Scheint, als ob sich da der Wind langsam etwas dreht – oder man da auch nicht mehr alles glaubt:

Focus, BILD und ursprünglich Flathead News Group berichten (wer sich, wie viele das hier tun, daran stört, dass ich auf solche Medien verlinke, möge prüfen, ob das bevorzugte Qualitätsmedium seiner Wahl über die Sache berichtet und sich je nach Ergebnis seine Gedanken machen oder mir bessere Links schicken) über eine Deutsche, hinter der die US-Justiz her ist, weil sie sich mehrere Vergewaltigungen ausgedacht und Leute falsch beschuldigt haben soll. Fiel auf, als sie einen beschuldigte, der an diesen Tagen, an denen er sie vergewaltigt haben soll, ausweislich seiner Kreditkartenzahlungen und sogar Überwachungskameraaufnahmen in einer anderen Stadt und sogar in einem anderen Bundesstaat war.

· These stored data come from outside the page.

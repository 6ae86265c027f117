//! `<for>`: numeric range and collection iteration.
//!
//! A numeric range starts at `from` (default 0) and steps by `by` (default 1,
//! must be positive) towards `to` (default 0), which is exclusive. The range is
//! floating point when any bound evaluates to a float. One scope is opened for
//! the whole loop, so the loop variable is rebound in place on each pass.

use crate::error::TemplateError;
use crate::executor::TemplateExecutor;
use xtemplate_dom::NodeRef;
use xtemplate_expr::Value;
use xtemplate_writer::OutputSink;

const ILLEGAL_COMBINATION: &str = "<for> has illegal combination of attributes";

fn invalid_bound(element: &NodeRef, attribute: &str) -> TemplateError {
    TemplateError::config(element, format!("<for> {} value invalid", attribute))
        .with_attribute(attribute)
}

fn int_bound(
    element: &NodeRef,
    attribute: &str,
    value: Option<&Value>,
    default: i64,
) -> Result<i64, TemplateError> {
    value.map_or(Ok(default), |v| {
        v.as_int().map_err(|_| invalid_bound(element, attribute))
    })
}

fn float_bound(
    element: &NodeRef,
    attribute: &str,
    value: Option<&Value>,
    default: f64,
) -> Result<f64, TemplateError> {
    value.map_or(Ok(default), |v| {
        v.as_double().map_err(|_| invalid_bound(element, attribute))
    })
}

impl TemplateExecutor {
    pub(crate) fn handle_for(
        &mut self,
        element: &NodeRef,
        sink: &mut dyn OutputSink,
    ) -> Result<(), TemplateError> {
        let name = self.identifier_attribute(element, "name", "Illegal name in <for>")?;
        let collection = self.substituted_attribute(element, "collection")?;
        let from = self.substituted_attribute(element, "from")?;
        let to = self.substituted_attribute(element, "to")?;
        let by = self.substituted_attribute(element, "by")?;
        let index = self.identifier_attribute(element, "index", "Illegal index in <for>")?;
        let numeric = from.is_some() || to.is_some() || by.is_some();

        match collection {
            Some(_) if numeric => Err(TemplateError::config(element, ILLEGAL_COMBINATION)),
            Some(collection) => self.for_collection(
                element,
                name.as_deref(),
                index.as_deref(),
                &collection,
                sink,
            ),
            None if numeric => {
                if index.is_some() {
                    return Err(TemplateError::config(element, ILLEGAL_COMBINATION));
                }
                let from = from
                    .map(|t| self.evaluate(element, "from", &t))
                    .transpose()?;
                let to = to.map(|t| self.evaluate(element, "to", &t)).transpose()?;
                let by = by.map(|t| self.evaluate(element, "by", &t)).transpose()?;
                let floating = [&from, &to, &by]
                    .iter()
                    .any(|v| matches!(v, Some(v) if v.is_floating()));
                if floating {
                    self.for_float_range(
                        element,
                        name.as_deref(),
                        [from.as_ref(), to.as_ref(), by.as_ref()],
                        sink,
                    )
                } else {
                    self.for_int_range(
                        element,
                        name.as_deref(),
                        [from.as_ref(), to.as_ref(), by.as_ref()],
                        sink,
                    )
                }
            }
            None => Err(TemplateError::config(
                element,
                "<for> must specify iteration type",
            )),
        }
    }

    fn for_int_range(
        &mut self,
        element: &NodeRef,
        name: Option<&str>,
        [from, to, by]: [Option<&Value>; 3],
        sink: &mut dyn OutputSink,
    ) -> Result<(), TemplateError> {
        let from = int_bound(element, "from", from, 0)?;
        let to = int_bound(element, "to", to, 0)?;
        let by = int_bound(element, "by", by, 1)?;
        if by <= 0 {
            return Err(invalid_bound(element, "by"));
        }
        self.run_range(element, name, from, to, sink, |value, ascending| {
            if ascending {
                value.checked_add(by)
            } else {
                value.checked_sub(by)
            }
        })
    }

    fn for_float_range(
        &mut self,
        element: &NodeRef,
        name: Option<&str>,
        [from, to, by]: [Option<&Value>; 3],
        sink: &mut dyn OutputSink,
    ) -> Result<(), TemplateError> {
        let from = float_bound(element, "from", from, 0.0)?;
        let to = float_bound(element, "to", to, 0.0)?;
        let by = float_bound(element, "by", by, 1.0)?;
        if by.is_nan() || by <= 0.0 {
            return Err(invalid_bound(element, "by"));
        }
        self.run_range(element, name, from, to, sink, |value, ascending| {
            Some(if ascending { value + by } else { value - by })
        })
    }

    /// Runs the body from `from` towards the exclusive bound `to`. `step`
    /// returns `None` when the next value is not representable.
    fn run_range<T>(
        &mut self,
        element: &NodeRef,
        name: Option<&str>,
        from: T,
        to: T,
        sink: &mut dyn OutputSink,
        step: impl Fn(T, bool) -> Option<T>,
    ) -> Result<(), TemplateError>
    where
        T: Copy + PartialOrd + Into<Value>,
    {
        if from == to {
            return Ok(());
        }
        let ascending = from < to;
        let mut scope = self.enter_scope(element);
        let mut current = from;
        loop {
            if let Some(name) = name {
                scope.bind_variable(element, name, current.into())?;
            }
            scope.process_contents(element, true, sink)?;
            match step(current, ascending) {
                Some(next) if (ascending && next < to) || (!ascending && next > to) => {
                    current = next
                }
                _ => break,
            }
        }
        Ok(())
    }

    /// Iterates the values of a mapping, or the items of a sequence, in order.
    fn for_collection(
        &mut self,
        element: &NodeRef,
        name: Option<&str>,
        index: Option<&str>,
        collection: &str,
        sink: &mut dyn OutputSink,
    ) -> Result<(), TemplateError> {
        let value = self.evaluate(element, "collection", collection)?;
        let Some(items) = value.iterate() else {
            return Err(TemplateError::type_error(
                element,
                format!(
                    "<for> collection must be capable of iteration - {}",
                    value.type_name()
                ),
            )
            .with_attribute("collection"));
        };
        let mut scope = self.enter_scope(element);
        for (i, item) in items.into_iter().enumerate() {
            if let Some(name) = name {
                scope.bind_variable(element, name, item)?;
            }
            if let Some(index) = index {
                scope.bind_variable(element, index, Value::Int(i as i64))?;
            }
            scope.process_contents(element, true, sink)?;
        }
        Ok(())
    }
}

Die heute 24-Jährige sei nach einem bestimmten Muster vorgegangen. Sie habe stets Männer beschuldigt mit denen sie zuvor ein Date gehabt habe, äußerte sich die zuständige Staatsanwältin Mary Cochenour gegenüber der Nachrichtenseite “Flathead News Group”. Bereits 2012 stand sie deswegen vor Gericht. Sie kam zunächst auf Kaution frei, dann wurde das Verfahren eingestellt. Die Staatsanwaltschaft ging jedoch in Berufung, seit Mai 2014 ist der neue Prozess im Gange. In einem weiteren Fall besteht seit Januar 2014 eine Anzeige. Zu einer Gerichtsanhörung Mitte Mai erschien die Deutsche nicht. Insgesamt haben Richter in den zwei Fällen nun die Kaution auf insgesamt 200.000 Dollar festgelegt.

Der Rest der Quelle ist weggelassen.